WHAT THE TASK REQUIRES:
Search the data below for the string "unnamed". Extract every line that contains it.

DATA UNDER STUDY:

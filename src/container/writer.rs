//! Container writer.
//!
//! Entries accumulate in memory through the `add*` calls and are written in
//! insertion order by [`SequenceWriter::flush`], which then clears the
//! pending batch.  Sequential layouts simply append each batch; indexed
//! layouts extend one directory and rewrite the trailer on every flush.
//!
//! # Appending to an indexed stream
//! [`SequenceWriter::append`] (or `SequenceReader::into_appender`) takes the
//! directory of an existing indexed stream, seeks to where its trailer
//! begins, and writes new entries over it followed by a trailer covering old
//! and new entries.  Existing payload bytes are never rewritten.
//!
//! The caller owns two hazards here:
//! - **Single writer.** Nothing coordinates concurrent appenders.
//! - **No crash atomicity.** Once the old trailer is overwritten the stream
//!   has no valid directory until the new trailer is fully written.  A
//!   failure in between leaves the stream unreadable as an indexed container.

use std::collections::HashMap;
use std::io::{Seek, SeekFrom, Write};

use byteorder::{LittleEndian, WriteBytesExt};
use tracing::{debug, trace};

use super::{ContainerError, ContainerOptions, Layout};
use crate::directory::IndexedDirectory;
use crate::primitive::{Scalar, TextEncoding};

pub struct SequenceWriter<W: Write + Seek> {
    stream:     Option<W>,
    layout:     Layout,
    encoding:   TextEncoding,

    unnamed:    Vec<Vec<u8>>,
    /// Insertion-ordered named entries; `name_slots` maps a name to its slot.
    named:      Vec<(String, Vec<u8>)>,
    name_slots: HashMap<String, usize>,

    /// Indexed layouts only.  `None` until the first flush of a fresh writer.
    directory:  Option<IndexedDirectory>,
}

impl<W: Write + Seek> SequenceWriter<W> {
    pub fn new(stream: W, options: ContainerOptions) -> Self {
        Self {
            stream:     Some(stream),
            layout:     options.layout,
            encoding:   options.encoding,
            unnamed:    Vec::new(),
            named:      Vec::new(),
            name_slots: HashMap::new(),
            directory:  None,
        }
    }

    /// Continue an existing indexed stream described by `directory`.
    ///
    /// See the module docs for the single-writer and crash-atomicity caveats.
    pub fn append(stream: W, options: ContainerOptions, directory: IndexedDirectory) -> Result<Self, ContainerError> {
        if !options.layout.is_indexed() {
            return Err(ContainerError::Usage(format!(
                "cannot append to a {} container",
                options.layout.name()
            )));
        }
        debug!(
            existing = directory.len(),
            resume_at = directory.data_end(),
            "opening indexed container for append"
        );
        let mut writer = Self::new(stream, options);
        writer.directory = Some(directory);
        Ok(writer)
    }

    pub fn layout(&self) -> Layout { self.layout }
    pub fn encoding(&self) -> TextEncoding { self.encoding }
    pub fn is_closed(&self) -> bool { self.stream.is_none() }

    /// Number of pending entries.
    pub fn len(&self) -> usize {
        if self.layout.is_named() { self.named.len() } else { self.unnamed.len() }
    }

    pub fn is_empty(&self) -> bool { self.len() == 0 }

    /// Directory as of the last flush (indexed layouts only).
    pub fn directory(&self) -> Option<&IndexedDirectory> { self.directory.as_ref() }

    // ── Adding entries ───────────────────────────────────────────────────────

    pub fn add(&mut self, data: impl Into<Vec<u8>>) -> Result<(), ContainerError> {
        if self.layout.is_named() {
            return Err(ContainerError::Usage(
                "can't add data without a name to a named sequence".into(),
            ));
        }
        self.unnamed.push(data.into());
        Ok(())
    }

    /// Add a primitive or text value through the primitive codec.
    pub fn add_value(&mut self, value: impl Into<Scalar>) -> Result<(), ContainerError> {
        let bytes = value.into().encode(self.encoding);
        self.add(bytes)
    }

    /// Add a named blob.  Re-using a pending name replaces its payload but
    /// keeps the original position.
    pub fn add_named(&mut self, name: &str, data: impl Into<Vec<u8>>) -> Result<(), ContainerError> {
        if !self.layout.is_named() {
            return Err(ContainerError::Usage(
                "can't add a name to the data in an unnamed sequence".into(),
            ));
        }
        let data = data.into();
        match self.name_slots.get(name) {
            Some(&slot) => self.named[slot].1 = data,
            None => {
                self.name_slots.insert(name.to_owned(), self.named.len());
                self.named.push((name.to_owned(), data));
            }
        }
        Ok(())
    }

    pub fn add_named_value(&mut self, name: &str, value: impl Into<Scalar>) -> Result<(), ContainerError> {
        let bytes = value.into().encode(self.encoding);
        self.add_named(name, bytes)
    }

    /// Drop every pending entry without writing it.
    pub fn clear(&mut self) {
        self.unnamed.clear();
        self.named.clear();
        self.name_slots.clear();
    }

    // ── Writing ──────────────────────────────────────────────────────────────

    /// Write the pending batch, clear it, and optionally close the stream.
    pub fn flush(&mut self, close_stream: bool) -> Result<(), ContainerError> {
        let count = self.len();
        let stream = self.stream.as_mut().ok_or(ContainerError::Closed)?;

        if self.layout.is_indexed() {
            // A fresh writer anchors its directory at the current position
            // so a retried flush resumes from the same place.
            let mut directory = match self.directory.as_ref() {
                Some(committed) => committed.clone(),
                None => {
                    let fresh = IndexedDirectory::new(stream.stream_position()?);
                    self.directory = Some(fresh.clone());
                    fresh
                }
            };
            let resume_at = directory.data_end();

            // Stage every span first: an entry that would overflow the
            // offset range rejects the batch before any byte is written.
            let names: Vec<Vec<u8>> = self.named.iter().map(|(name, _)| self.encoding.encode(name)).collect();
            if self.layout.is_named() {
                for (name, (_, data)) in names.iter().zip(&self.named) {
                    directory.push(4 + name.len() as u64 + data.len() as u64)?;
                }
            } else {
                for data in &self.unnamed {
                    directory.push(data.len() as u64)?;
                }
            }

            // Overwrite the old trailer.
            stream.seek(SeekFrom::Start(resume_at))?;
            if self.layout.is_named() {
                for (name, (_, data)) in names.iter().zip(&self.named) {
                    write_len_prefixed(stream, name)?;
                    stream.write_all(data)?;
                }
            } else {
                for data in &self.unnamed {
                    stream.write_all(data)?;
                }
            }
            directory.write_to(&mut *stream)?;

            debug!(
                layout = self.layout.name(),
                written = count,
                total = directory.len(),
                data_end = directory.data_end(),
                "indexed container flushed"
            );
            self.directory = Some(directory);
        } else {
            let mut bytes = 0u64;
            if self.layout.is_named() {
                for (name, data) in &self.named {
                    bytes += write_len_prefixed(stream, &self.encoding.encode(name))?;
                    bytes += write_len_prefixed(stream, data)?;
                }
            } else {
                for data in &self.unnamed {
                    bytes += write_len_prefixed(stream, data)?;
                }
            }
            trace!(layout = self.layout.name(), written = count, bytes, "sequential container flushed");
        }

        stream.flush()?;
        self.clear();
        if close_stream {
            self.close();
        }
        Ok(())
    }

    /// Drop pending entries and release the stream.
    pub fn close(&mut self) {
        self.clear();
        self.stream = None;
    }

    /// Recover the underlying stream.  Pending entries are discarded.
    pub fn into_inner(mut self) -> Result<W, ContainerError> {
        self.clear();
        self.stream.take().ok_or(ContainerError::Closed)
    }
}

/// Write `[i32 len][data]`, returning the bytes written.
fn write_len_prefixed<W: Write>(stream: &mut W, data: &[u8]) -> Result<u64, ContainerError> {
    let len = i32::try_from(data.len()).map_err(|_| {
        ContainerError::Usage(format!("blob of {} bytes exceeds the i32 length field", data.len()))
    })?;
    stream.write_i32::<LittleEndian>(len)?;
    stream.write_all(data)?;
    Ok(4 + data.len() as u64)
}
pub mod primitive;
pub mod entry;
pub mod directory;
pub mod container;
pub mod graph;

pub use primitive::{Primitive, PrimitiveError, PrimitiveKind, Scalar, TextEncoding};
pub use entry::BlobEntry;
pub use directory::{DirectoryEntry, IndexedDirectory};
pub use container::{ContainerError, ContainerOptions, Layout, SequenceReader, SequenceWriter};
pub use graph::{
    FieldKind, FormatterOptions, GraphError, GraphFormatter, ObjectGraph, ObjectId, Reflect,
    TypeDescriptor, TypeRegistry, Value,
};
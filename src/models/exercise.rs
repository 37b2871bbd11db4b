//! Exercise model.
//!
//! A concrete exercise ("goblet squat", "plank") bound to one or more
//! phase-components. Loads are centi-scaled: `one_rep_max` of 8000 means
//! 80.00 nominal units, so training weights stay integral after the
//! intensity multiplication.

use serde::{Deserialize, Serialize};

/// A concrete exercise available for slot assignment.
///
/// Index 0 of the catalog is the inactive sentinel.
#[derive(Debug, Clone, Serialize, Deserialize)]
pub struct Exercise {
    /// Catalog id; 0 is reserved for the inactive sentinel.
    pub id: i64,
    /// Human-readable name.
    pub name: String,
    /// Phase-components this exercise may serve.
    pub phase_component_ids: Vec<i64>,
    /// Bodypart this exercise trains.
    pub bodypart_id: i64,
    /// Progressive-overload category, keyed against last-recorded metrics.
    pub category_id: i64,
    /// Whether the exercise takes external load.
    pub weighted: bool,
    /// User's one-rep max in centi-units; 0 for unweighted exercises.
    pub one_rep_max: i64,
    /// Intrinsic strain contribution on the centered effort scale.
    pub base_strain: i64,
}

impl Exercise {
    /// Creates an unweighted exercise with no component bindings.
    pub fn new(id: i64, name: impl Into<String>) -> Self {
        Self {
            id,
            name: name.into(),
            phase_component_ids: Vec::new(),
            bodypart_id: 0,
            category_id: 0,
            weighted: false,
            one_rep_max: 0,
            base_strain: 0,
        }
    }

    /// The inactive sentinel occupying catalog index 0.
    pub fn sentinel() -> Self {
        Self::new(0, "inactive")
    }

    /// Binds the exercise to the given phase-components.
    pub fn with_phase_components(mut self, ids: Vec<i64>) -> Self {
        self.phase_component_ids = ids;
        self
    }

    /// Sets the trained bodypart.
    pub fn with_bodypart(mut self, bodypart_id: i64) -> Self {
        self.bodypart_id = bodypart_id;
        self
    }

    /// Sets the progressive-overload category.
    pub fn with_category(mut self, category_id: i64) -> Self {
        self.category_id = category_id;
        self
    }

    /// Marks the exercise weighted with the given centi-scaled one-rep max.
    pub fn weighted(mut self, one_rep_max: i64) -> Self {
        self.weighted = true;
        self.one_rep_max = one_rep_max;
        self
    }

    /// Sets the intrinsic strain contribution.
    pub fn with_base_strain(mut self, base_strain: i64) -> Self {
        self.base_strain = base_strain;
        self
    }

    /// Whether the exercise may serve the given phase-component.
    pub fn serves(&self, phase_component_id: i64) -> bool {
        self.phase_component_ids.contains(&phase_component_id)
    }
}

RESULT OF THE EXERCISE:
    unnamed:    Vec<Vec<u8>>,
            unnamed:    Vec::new(),
        if self.layout.is_named() { self.named.len() } else { self.unnamed.len() }
        self.unnamed.push(data.into());
                "can't add a name to the data in an unnamed sequence".into(),
        self.unnamed.clear();
                for data in &self.unnamed {
                for data in &self.unnamed {
                for data in &self.unnamed {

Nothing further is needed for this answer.